By 1644 Clarke's group moved to Newport where the current church was founded and the first building was constructed at Green's End within that same year, which was the first church building of any denomination in the colony. The congregation used the building until 1708 when the first church building in Newport was constructed on Tanner Street in Newport on the corner of Calendar Avenue, adjacent to the cemetery, which was established on land donated by Clarke. In addition to Clarke, Obadiah Holmes and John Crandall were active in the leadership of the church in the seventeenth century.

In 1656, while Clarke was in England — advocating for the Colony's royal charter and religious liberty — a group of congregants seceded from the church to found the Second Baptist Church in Newport, becoming the Six Principle Baptists (Second Baptist would eventually reunite with First Baptist in 1946, hence its present name).
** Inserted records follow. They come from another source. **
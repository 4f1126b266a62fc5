//! `fieldnet status` – connectivity and offline store statistics.

use anyhow::Result;
use fieldnet_core::dispatch::Dispatcher;

pub async fn run_status(dispatcher: &Dispatcher, json: bool) -> Result<()> {
    let stats = dispatcher.cache_statistics().await?;
    if json {
        println!("{}", serde_json::to_string_pretty(&stats)?);
        return Ok(());
    }
    let state = if stats.is_online { "online" } else { "offline" };
    let last_sync = stats
        .last_sync
        .map(|ms| format!("{ms} (unix ms)"))
        .unwrap_or_else(|| "never".to_string());
    println!("connectivity:   {state}");
    println!("cached reads:   {}", stats.cached_read_count);
    println!("pending writes: {}", stats.pending_write_count);
    println!("last sync:      {last_sync}");
    Ok(())
}
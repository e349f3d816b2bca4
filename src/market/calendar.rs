//! Trading calendar.
//!
//! A calendar answers two questions: is this date a session, and what was
//! the most recent session on or before a date. The file-backed
//! [`HolidayCalendar`] declares the range of dates it knows about; asking
//! about anything outside that range is an error rather than a guess, and
//! there is deliberately no fallback to some other exchange's calendar.

use chrono::{Datelike, Days, NaiveDate, Weekday};
use serde::Deserialize;
use std::collections::{BTreeMap, HashSet};
use std::fs;
use std::path::Path;
use tracing::debug;

/// How far back `last_session_date` searches before giving up.
/// Covers the longest holiday clusters (Diwali week plus a weekend).
pub const SESSION_LOOKBACK_DAYS: u64 = 20;

#[derive(Debug, thiserror::Error)]
pub enum CalendarError {
    #[error("Trading calendar unavailable: {0}")]
    Unavailable(String),

    #[error("{date} is outside the {exchange} calendar coverage ({from} to {to})")]
    OutOfCoverage {
        exchange: String,
        date: NaiveDate,
        from: NaiveDate,
        to: NaiveDate,
    },

    #[error("No trading session within {days} days on or before {reference}")]
    NoSession { reference: NaiveDate, days: u64 },
}

/// Session lookup for one exchange.
pub trait TradingCalendar: Send + Sync {
    /// Exchange identifier, for logs.
    fn exchange(&self) -> &str;

    fn is_weekend(&self, date: NaiveDate) -> bool {
        matches!(date.weekday(), Weekday::Sat | Weekday::Sun)
    }

    fn is_trading_day(&self, date: NaiveDate) -> Result<bool, CalendarError>;

    /// Most recent session on or before `reference`, searching back
    /// [`SESSION_LOOKBACK_DAYS`] calendar days.
    fn last_session_date(&self, reference: NaiveDate) -> Result<NaiveDate, CalendarError> {
        for offset in 0..=SESSION_LOOKBACK_DAYS {
            let Some(date) = reference.checked_sub_days(Days::new(offset)) else {
                break;
            };
            if self.is_trading_day(date)? {
                return Ok(date);
            }
        }
        Err(CalendarError::NoSession {
            reference,
            days: SESSION_LOOKBACK_DAYS,
        })
    }
}

// ---------------------------------------------------------------------------
// File-backed calendar
// ---------------------------------------------------------------------------

#[derive(Debug, Deserialize)]
struct CalendarFile {
    exchange: String,
    valid_from: NaiveDate,
    valid_to: NaiveDate,
    #[serde(default = "default_weekend")]
    weekend: Vec<Weekday>,
    #[serde(default)]
    holidays: Vec<HolidayEntry>,
}

#[derive(Debug, Deserialize)]
struct HolidayEntry {
    date: NaiveDate,
    #[serde(default)]
    description: String,
}

fn default_weekend() -> Vec<Weekday> {
    vec![Weekday::Sat, Weekday::Sun]
}

/// Weekday calendar minus a declared holiday list, valid over a fixed range.
#[derive(Debug, Clone)]
pub struct HolidayCalendar {
    exchange: String,
    valid_from: NaiveDate,
    valid_to: NaiveDate,
    weekend: HashSet<Weekday>,
    holidays: BTreeMap<NaiveDate, String>,
}

impl HolidayCalendar {
    pub fn new(exchange: &str, valid_from: NaiveDate, valid_to: NaiveDate) -> Self {
        Self {
            exchange: exchange.to_string(),
            valid_from,
            valid_to,
            weekend: default_weekend().into_iter().collect(),
            holidays: BTreeMap::new(),
        }
    }

    pub fn with_holiday(mut self, date: NaiveDate, description: &str) -> Self {
        self.holidays.insert(date, description.to_string());
        self
    }

    /// Load a calendar from a TOML file. A missing or malformed file is
    /// [`CalendarError::Unavailable`].
    pub fn load(path: impl AsRef<Path>) -> Result<Self, CalendarError> {
        let path = path.as_ref();
        let contents = fs::read_to_string(path).map_err(|e| {
            CalendarError::Unavailable(format!("cannot read {}: {e}", path.display()))
        })?;
        let cal = Self::from_toml(&contents).map_err(|e| match e {
            CalendarError::Unavailable(msg) => {
                CalendarError::Unavailable(format!("{}: {msg}", path.display()))
            }
            other => other,
        })?;
        debug!(
            path = %path.display(),
            exchange = %cal.exchange,
            holidays = cal.holidays.len(),
            "Trading calendar loaded"
        );
        Ok(cal)
    }

    pub fn from_toml(contents: &str) -> Result<Self, CalendarError> {
        let file: CalendarFile = toml::from_str(contents)
            .map_err(|e| CalendarError::Unavailable(format!("invalid calendar: {e}")))?;
        if file.valid_from > file.valid_to {
            return Err(CalendarError::Unavailable(format!(
                "empty coverage range {} to {}",
                file.valid_from, file.valid_to
            )));
        }
        Ok(Self {
            exchange: file.exchange,
            valid_from: file.valid_from,
            valid_to: file.valid_to,
            weekend: file.weekend.into_iter().collect(),
            holidays: file
                .holidays
                .into_iter()
                .map(|h| (h.date, h.description))
                .collect(),
        })
    }

    pub fn holiday(&self, date: NaiveDate) -> Option<&str> {
        self.holidays.get(&date).map(String::as_str)
    }

    fn check_coverage(&self, date: NaiveDate) -> Result<(), CalendarError> {
        if date < self.valid_from || date > self.valid_to {
            return Err(CalendarError::OutOfCoverage {
                exchange: self.exchange.clone(),
                date,
                from: self.valid_from,
                to: self.valid_to,
            });
        }
        Ok(())
    }
}

impl TradingCalendar for HolidayCalendar {
    fn exchange(&self) -> &str {
        &self.exchange
    }

    fn is_weekend(&self, date: NaiveDate) -> bool {
        self.weekend.contains(&date.weekday())
    }

    fn is_trading_day(&self, date: NaiveDate) -> Result<bool, CalendarError> {
        self.check_coverage(date)?;
        Ok(!self.is_weekend(date) && !self.holidays.contains_key(&date))
    }
}

// ---------------------------------------------------------------------------
// Tests
// ---------------------------------------------------------------------------
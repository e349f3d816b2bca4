//! Scan snapshot store.
//!
//! One JSON array of ranked signals, replaced wholesale by every run.
//! A missing file means "no scan has run yet"; `[]` means "ran, found
//! nothing". Both states are meaningful to readers.

use anyhow::{Context, Result};
use std::io::ErrorKind;
use std::path::{Path, PathBuf};
use tracing::info;

use super::write_json_atomic;
use crate::types::BreakoutSignal;

#[derive(Debug, Clone)]
pub struct ScanStore {
    path: PathBuf,
}

impl ScanStore {
    pub fn new(path: impl Into<PathBuf>) -> Self {
        Self { path: path.into() }
    }

    pub fn path(&self) -> &Path {
        &self.path
    }

    /// Atomically replace the snapshot. An empty slice is still written.
    pub fn save(&self, signals: &[BreakoutSignal]) -> Result<()> {
        write_json_atomic(&self.path, signals)?;
        info!(path = %self.path.display(), signals = signals.len(), "Scan snapshot saved");
        Ok(())
    }

    /// Read the whole snapshot. `None` when no scan has been persisted.
    pub fn load(&self) -> Result<Option<Vec<BreakoutSignal>>> {
        let json = match std::fs::read(&self.path) {
            Ok(b) => b,
            Err(e) if e.kind() == ErrorKind::NotFound => return Ok(None),
            Err(e) => {
                return Err(e)
                    .with_context(|| format!("Failed to read scan from {}", self.path.display()))
            }
        };
        let signals = serde_json::from_slice(&json)
            .with_context(|| format!("Failed to parse scan from {}", self.path.display()))?;
        Ok(Some(signals))
    }
}

// ---------------------------------------------------------------------------
// Tests
// ---------------------------------------------------------------------------
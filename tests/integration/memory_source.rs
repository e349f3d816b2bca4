//! In-memory series source and series builders for integration testing.
//!
//! Deterministic and fully controllable from test code: series are
//! inserted per `(exchange, symbol)`, and individual keys can be made to
//! fail to exercise unit isolation.

use anyhow::{anyhow, Result};
use async_trait::async_trait;
use chrono::{Days, NaiveDate};
use std::collections::{HashMap, HashSet};
use std::sync::Mutex;

use breakout_scanner::storage::SeriesSource;
use breakout_scanner::types::{instrument_key, PriceBar, PriceSeries};

#[derive(Default)]
pub struct MemorySource {
    series: Mutex<HashMap<String, PriceSeries>>,
    failing: Mutex<HashSet<String>>,
}

impl MemorySource {
    pub fn new() -> Self {
        Self::default()
    }

    pub fn insert(&self, exchange: &str, symbol: &str, series: PriceSeries) {
        self.series
            .lock()
            .unwrap()
            .insert(instrument_key(exchange, symbol), series);
    }

    /// Make every load of this key fail with an I/O-style error.
    pub fn fail(&self, exchange: &str, symbol: &str) {
        self.failing
            .lock()
            .unwrap()
            .insert(instrument_key(exchange, symbol));
    }
}

#[async_trait]
impl SeriesSource for MemorySource {
    async fn load(&self, exchange: &str, symbol: &str) -> Result<PriceSeries> {
        let key = instrument_key(exchange, symbol);
        if self.failing.lock().unwrap().contains(&key) {
            return Err(anyhow!("simulated read failure for {key}"));
        }
        Ok(self
            .series
            .lock()
            .unwrap()
            .get(&key)
            .cloned()
            .unwrap_or_default())
    }
}

// ---------------------------------------------------------------------------
// Series builders
// ---------------------------------------------------------------------------

fn bar(exchange: &str, symbol: &str, date: NaiveDate, high: f64, low: f64, close: f64, volume: u64) -> PriceBar {
    PriceBar {
        exchange: exchange.to_string(),
        symbol: symbol.to_string(),
        trade_date: date,
        open: close,
        high,
        low,
        close,
        volume,
        data_source_date: Some(date),
        is_last_trading_day: None,
    }
}

/// Sixty bars ending on `end`: 49 older bars ranging 100..120, ten bars
/// ranging 90..100, then a close of 105 on triple volume. Breaks out of
/// the 10-day range at exactly +5% but not out of the 30-day or all-time.
pub fn sixty_bar_breakout(exchange: &str, symbol: &str, end: NaiveDate) -> PriceSeries {
    let date = |i: u64| end - Days::new(59 - i);
    let mut bars = Vec::with_capacity(60);
    for i in 0..49 {
        bars.push(bar(exchange, symbol, date(i), 120.0, 100.0, 110.0, 1000));
    }
    for i in 49..59 {
        bars.push(bar(exchange, symbol, date(i), 100.0, 90.0, 95.0, 1000));
    }
    bars.push(bar(exchange, symbol, end, 106.0, 96.0, 105.0, 3000));
    PriceSeries::new(bars)
}

/// `n` flat bars (90..100) ending the day before `end`, then a close of
/// `close` on `end` with `volume`.
pub fn flat_then(exchange: &str, symbol: &str, end: NaiveDate, n: u64, close: f64, volume: u64) -> PriceSeries {
    let mut bars: Vec<PriceBar> = (1..=n)
        .rev()
        .map(|back| bar(exchange, symbol, end - Days::new(back), 100.0, 90.0, 95.0, 1000))
        .collect();
    bars.push(bar(exchange, symbol, end, close.max(95.0), close.min(95.0), close, volume));
    PriceSeries::new(bars)
}
//! Integration tests: full scan runs against real files in a temp
//! directory and against an in-memory series source.

mod memory_source;
mod pipeline;
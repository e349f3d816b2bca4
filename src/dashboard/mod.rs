//! Dashboard: Axum web server for the scan results.
//!
//! Serves a read-mostly REST API over the scan snapshot, the market state
//! and the dismiss list. CORS enabled for local development.

pub mod routes;

use anyhow::{Context, Result};
use axum::{
    http::{header, HeaderValue, Method},
    routing::{get, post},
    Router,
};
use tokio::task::JoinHandle;
use tokio_util::sync::CancellationToken;
use tower_http::cors::CorsLayer;
use tracing::{error, info};

pub use routes::{AppState, DashboardState};

/// Bind the dashboard port and serve in a background task until `shutdown`
/// fires. Binding errors are returned to the caller.
pub async fn spawn_dashboard(
    state: AppState,
    port: u16,
    shutdown: CancellationToken,
) -> Result<JoinHandle<()>> {
    let app = build_router(state);
    let addr = std::net::SocketAddr::from(([0, 0, 0, 0], port));
    let listener = tokio::net::TcpListener::bind(addr)
        .await
        .with_context(|| format!("Failed to bind dashboard port {port}"))?;
    info!(port, "Dashboard server starting on http://localhost:{port}");

    Ok(tokio::spawn(async move {
        let served = axum::serve(listener, app)
            .with_graceful_shutdown(async move { shutdown.cancelled().await })
            .await;
        if let Err(e) = served {
            error!(error = %e, "Dashboard server error");
        }
    }))
}

/// Build the Axum router with all routes and middleware.
pub fn build_router(state: AppState) -> Router {
    let cors = CorsLayer::new()
        .allow_origin(HeaderValue::from_static("*"))
        .allow_methods([Method::GET, Method::POST])
        .allow_headers([header::CONTENT_TYPE]);

    Router::new()
        .route("/api/v1/system/status", get(routes::get_status))
        .route("/api/v1/breakouts", get(routes::get_breakouts))
        .route("/api/v1/scan/summary", get(routes::get_summary))
        .route("/api/v1/dismiss", post(routes::dismiss))
        .route("/api/v1/restore", post(routes::restore))
        .route("/api/v1/dismissed", get(routes::get_dismissed))
        .route("/api/v1/history/:symbol", get(routes::get_history))
        .route("/health", get(routes::health))
        .layer(cors)
        .with_state(state)
}

// ---------------------------------------------------------------------------
// Tests
// ---------------------------------------------------------------------------
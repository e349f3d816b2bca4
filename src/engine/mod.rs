//! Core engine: breakout calculation, session tagging, and the scan run
//! that ties them to the series store and the snapshot.

pub mod calculator;
pub mod integrity;
pub mod scanner;

pub use calculator::{check_series, BreakoutCalculator, SeriesCheck};
pub use integrity::IntegrityReport;
pub use scanner::{rank, ScanSummary, Scanner, UnitOutcome, UnitReport};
In December 1671, two members of the church — Samuel and Tacy Hubbard — withdrew and joined with Stephen Mumford, a Seventh Day Baptist (SDB) from England, and others. Their new congregation was the first SDB church in America.

===18th century===
From 1731 to 1748 John Callendar, a prominent clergyman and author, served as pastor of the church. In 1737 Hezekiah Carpenter and Josiah Lyons donated the current land on Spring Street for the chapel which was constructed that year.

===19th century===
The current chapel was constructed as a replacement in 1846, and the earlier building was eventually moved, then demolished.

===20th century===
According to the United Baptist Church's website "[i]n 1943, the Rev. Lester Revoir, who became the pastor of the nearby Second Baptist Church on Clarke Street, in 1942, added to his responsibilities by becoming the pastor of the First Baptist Church. Three years later, in 1946, the First and Second Baptist Churches merged to form “The United Baptist Church, John Clarke Memorial", the present name of the church." The church steeple was replaced with a smaller version after the 1938 Hurricane.